$\LaTeX$ Introduction

This is an introduction to $\LaTeX$ for those who have little to no experience in writing a document using it.

Setup:

Worksheet

If you are looking for the worksheet or it's solutions click on the links.

Overview:

These lessons cover a simple getting-started guide to creating documents with $\LaTeX$. There will be some examples and exercises along the way for you to try, along with code samples that you can render on your local machine.

That being said, you'll get much more use out of these lessons if you are typesetting something that's useful to you. As such, we recommend that you find an old document of yours (like a final year project, a research paper you are particularly fond of, or some lecture notes from an old course) to lift your own prose, equations, and chapter stylings from. That way, you can experiment with the commands we are showing you in a context that will be useful to you, rather the examples we present where we have to cover all bases!

The best way to learn $\LaTeX$ is to experiment - whilst there are a few exercises that appear throughout the lessons, the best way for you to get to grips with $\LaTeX$ is to follow along yourself, but don't blindy copy-and-paste what you're being shown. After all, the primary goal of this course is to make you familiar with typesetting your work in $\LaTeX$, so you should try to use some of your own documents/work as a basis for these lessons!

Schedule:

Time Lesson Description
0:00 Introduction An introduction to what $\LaTeX$ is, how it works, and why we use it for creating scientific documents.
0:20 Writing mathematics Using math environments to write mathematics in a $\LaTeX$ document.
1:05 Structured documents Structuring your documents by adding sections, and using labels to cross-reference parts of your document.
1:25 Pictures Handling images in a $\LaTeX$ document using graphicx and the figure environment.
1:45 Referencing Adding a bibliography to your documents using BibTeX.

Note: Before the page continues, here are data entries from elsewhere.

impl Session {
    pub fn new(config: SessionConfig) -> Self {
        Session { config, ..Session::default() }
    }

    // -----------------------------------------------------------------------
    // Paramètres de domaine
    // -----------------------------------------------------------------------

    /// Valide et enregistre P (premier, <= max_modulus).
    pub fn set_p(&mut self, raw: &str) -> Result<(), CryptoError> {
        let p = self.parse_prime("P", raw).map_err(rejected)?;
        if self.p.as_ref() != Some(&p) {
            log::info!("P set to {p}");
            self.p = Some(p);
            self.clear_generator();
        }
        Ok(())
    }

    /// Valide Q et calcule ses racines primitives (candidats pour G).
    pub fn set_q(&mut self, raw: &str) -> Result<&[BigUint], CryptoError> {
        let q = self.parse_prime("Q", raw).map_err(rejected)?;
        if self.q.as_ref() != Some(&q) {
            self.roots_of_q = primitive_roots(&q);
            log::info!("Q set to {q} ({} primitive roots)", self.roots_of_q.len());
            self.q = Some(q);
            self.clear_generator();
        }
        Ok(&self.roots_of_q)
    }

    /// "G" could be [2,6,7,8 ...] : aide affichée sous le champ Q.
    pub fn generator_hint(&self) -> Option<String> {
        self.q.as_ref()?;
        Some(format!(
            "\"G\" could be [{} ...]",
            root_hint(&self.roots_of_q, Q_HINT_ROOTS)
        ))
    }

    /// Valide G contre les racines de Q et de P, puis fige les paramètres.
    pub fn set_g(&mut self, raw: &str) -> Result<&DomainParameters, CryptoError> {
        let g = parse_natural("G", raw).map_err(rejected)?;
        self.install_generator(g)
    }

    /// Tire G au hasard parmi les racines de Q qui engendrent aussi Z*_P.
    pub fn generate_g<R: RngCore + ?Sized>(&mut self, rng: &mut R) -> Result<BigUint, CryptoError> {
        let q = self.q.as_ref().ok_or(CryptoError::MissingParameter { field: "Q" })?;
        let p = self.p.as_ref().ok_or(CryptoError::MissingParameter { field: "P" })?;

        let usable: Vec<BigUint> = if p == q {
            self.roots_of_q.clone()
        } else {
            self.roots_of_q.iter().filter(|r| is_primitive_root(r, p)).cloned().collect()
        };
        if usable.is_empty() {
            return Err(rejected(CryptoError::NoCommonGenerator));
        }

        let g = random_generator(&usable, rng)?;
        self.install_generator(g.clone())?;
        Ok(g)
    }

    fn install_generator(&mut self, g: BigUint) -> Result<&DomainParameters, CryptoError> {
        let q = self.q.clone().ok_or(CryptoError::MissingParameter { field: "Q" })?;
        let p = self.p.clone().ok_or(CryptoError::MissingParameter { field: "P" })?;

        let params = DomainParameters::with_roots(p, q, g, &self.roots_of_q).map_err(rejected)?;
        log::info!("domain parameters set: p = {}, q = {}, g = {}", params.p, params.q, params.g);

        self.clear_key();
        Ok(self.params.insert(params))
    }

    // -----------------------------------------------------------------------
    // Clés
    // -----------------------------------------------------------------------

    /// Propose un x uniforme dans [1, p-2] (non consommé).
    pub fn generate_x<R: RngCore + ?Sized>(&self, rng: &mut R) -> Result<BigUint, CryptoError> {
        let params = self.require_params()?;
        random_exponent(&params.p, rng)
    }

    /// y = g^x mod p ; une nouvelle clé repart avec un registre de k vide.
    pub fn generate_key(&mut self, raw_x: &str) -> Result<&PublicKey, CryptoError> {
        let x = parse_natural("X", raw_x).map_err(rejected)?;
        let keypair = e_keygen(self.require_params()?, &x).map_err(rejected)?;

        self.clear_key();
        let keypair = self.keypair.insert(keypair);
        Ok(&keypair.public_key)
    }

    // -----------------------------------------------------------------------
    // Chiffrement / déchiffrement d'un message
    // -----------------------------------------------------------------------

    /// Propose un k uniforme dans [1, p-2] encore jamais utilisé sous la clé.
    pub fn generate_k<R: RngCore + ?Sized>(&self, rng: &mut R) -> Result<BigUint, CryptoError> {
        let pk = &self.require_keypair()?.public_key;
        let available = &pk.p - BigUint::from(2u32);
        if BigUint::from(self.ledger.len()) >= available {
            return Err(CryptoError::EphemeralReuse);
        }

        loop {
            let k = random_exponent(&pk.p, rng)?;
            let c1 = mod_pow(&pk.g, &k, &pk.p);
            if !self.ledger.is_used(&c1) {
                return Ok(k);
            }
        }
    }

    pub fn encrypt(&mut self, raw_message: &str, raw_k: &str) -> Result<&Ciphertext, CryptoError> {
        let message = parse_natural("Message", raw_message).map_err(rejected)?;
        let k = parse_natural("K", raw_k).map_err(rejected)?;

        let keypair = self.keypair.as_ref().ok_or(CryptoError::MissingParameter { field: "X" })?;
        let message = verify_ceiling("Message", message, &keypair.public_key.p).map_err(rejected)?;
        let ct = self.ledger.encrypt(&message, &k, &keypair.public_key)?;

        self.last_plaintext = None;
        Ok(self.last_ciphertext.insert(ct))
    }

    /// Déchiffre le dernier chiffré produit par encrypt().
    pub fn decrypt(&mut self) -> Result<BigUint, CryptoError> {
        let keypair = self.require_keypair()?;
        let ct = self
            .last_ciphertext
            .as_ref()
            .ok_or(CryptoError::MissingParameter { field: "Cipher" })?;

        let plain = e_decrypt(ct, &keypair.secret_key)?;
        self.last_plaintext = Some(plain.clone());
        Ok(plain)
    }

    // -----------------------------------------------------------------------
    // Mode lot : chiffrement de N paires puis vérification homomorphique
    // -----------------------------------------------------------------------

    pub fn encrypt_all(&mut self, raw_pairs: &[(&str, &str)]) -> Result<&[BatchEntry], CryptoError> {
        let keypair = self.keypair.as_ref().ok_or(CryptoError::MissingParameter { field: "X" })?;
        let p = &keypair.public_key.p;

        let pairs = raw_pairs
            .iter()
            .map(|(raw_message, raw_k)| {
                let message = parse_natural("Message", raw_message)?;
                let message = verify_ceiling("Message", message, p)?;
                let k = parse_natural("K", raw_k)?;
                Ok((message, k))
            })
            .collect::<Result<Vec<_>, CryptoError>>()
            .map_err(rejected)?;

        let batch = encrypt_batch(&pairs, &keypair.public_key, &mut self.ledger)?;
        self.batch = batch;
        self.check = None;
        Ok(&self.batch)
    }

    /// Produits (M, C1, C2), déchiffrement de (C1, C2) et verdict.
    pub fn calculate(&mut self) -> Result<&HomomorphicCheck, CryptoError> {
        let keypair = self.require_keypair()?;
        if self.batch.is_empty() {
            return Err(CryptoError::EmptyBatch);
        }
        let check = h_verify(&self.batch, &keypair.secret_key)?;
        Ok(self.check.insert(check))
    }

    // -----------------------------------------------------------------------
    // Accès en lecture
    // -----------------------------------------------------------------------

    pub fn config(&self) -> &SessionConfig {
        &self.config
    }

    pub fn p(&self) -> Option<&BigUint> {
        self.p.as_ref()
    }

    pub fn q(&self) -> Option<&BigUint> {
        self.q.as_ref()
    }

    pub fn roots_of_q(&self) -> &[BigUint] {
        &self.roots_of_q
    }

    pub fn params(&self) -> Option<&DomainParameters> {
        self.params.as_ref()
    }

    pub fn public_key(&self) -> Option<&PublicKey> {
        self.keypair.as_ref().map(|kp| &kp.public_key)
    }

    pub fn last_ciphertext(&self) -> Option<&Ciphertext> {
        self.last_ciphertext.as_ref()
    }

    pub fn last_plaintext(&self) -> Option<&BigUint> {
        self.last_plaintext.as_ref()
    }

    pub fn batch(&self) -> &[BatchEntry] {
        &self.batch
    }

    pub fn check(&self) -> Option<&HomomorphicCheck> {
        self.check.as_ref()
    }

    // -----------------------------------------------------------------------
    // Helpers internes
    // -----------------------------------------------------------------------

    fn parse_prime(&self, field: &'static str, raw: &str) -> Result<BigUint, CryptoError> {
        let value = parse_natural(field, raw)?;
        let ceiling = BigUint::from(self.config.max_modulus) + 1u32;
        let value = verify_ceiling(field, value, &ceiling)?;
        if !is_prime(&value) {
            return Err(CryptoError::InvalidPrime { field });
        }
        Ok(value)
    }

    fn require_params(&self) -> Result<&DomainParameters, CryptoError> {
        match (&self.params, &self.p, &self.q) {
            (Some(params), _, _) => Ok(params),
            (None, None, _) => Err(CryptoError::MissingParameter { field: "P" }),
            (None, _, None) => Err(CryptoError::MissingParameter { field: "Q" }),
            (None, _, _) => Err(CryptoError::MissingParameter { field: "G" }),
        }
    }

    fn require_keypair(&self) -> Result<&KeyPair, CryptoError> {
        self.keypair.as_ref().ok_or(CryptoError::MissingParameter { field: "X" })
    }

    fn clear_generator(&mut self) {
        self.params = None;
        self.clear_key();
    }

    // Drop de l'ancienne KeyPair → zeroization de x
    fn clear_key(&mut self) {
        self.keypair = None;
        self.ledger.reset();
        self.last_ciphertext = None;
        self.last_plaintext = None;
        self.batch.clear();
        self.check = None;
    }
}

Completing the first set of lessons should take approximately 2 hours.

More advanced topics

The first 5 lessons will provide you with the teaching to begin writing documents in $\LaTeX$, however will not cover some of the more useful (but more advanced) functionality. For those who are interested, there are a couple of further lessons which start to explore this functionality. Please make sure you are comfortable with the material in all of the above lessons, and in particular we strongly recommend you use a local $\LaTeX$ editor for these lessons, because the content of most of them focuses on the preamble and file structure, rather than the content of the documents themselves.

Time Lesson Description
2:00 Macros Making your own custom commands in $\LaTeX$.
2:40 Multiple Files Using multiple files to create and handle long documents.

These additional lessons are designed to last a further 1 hour, but may take longer if you wish to explore the features that they dicuss fully.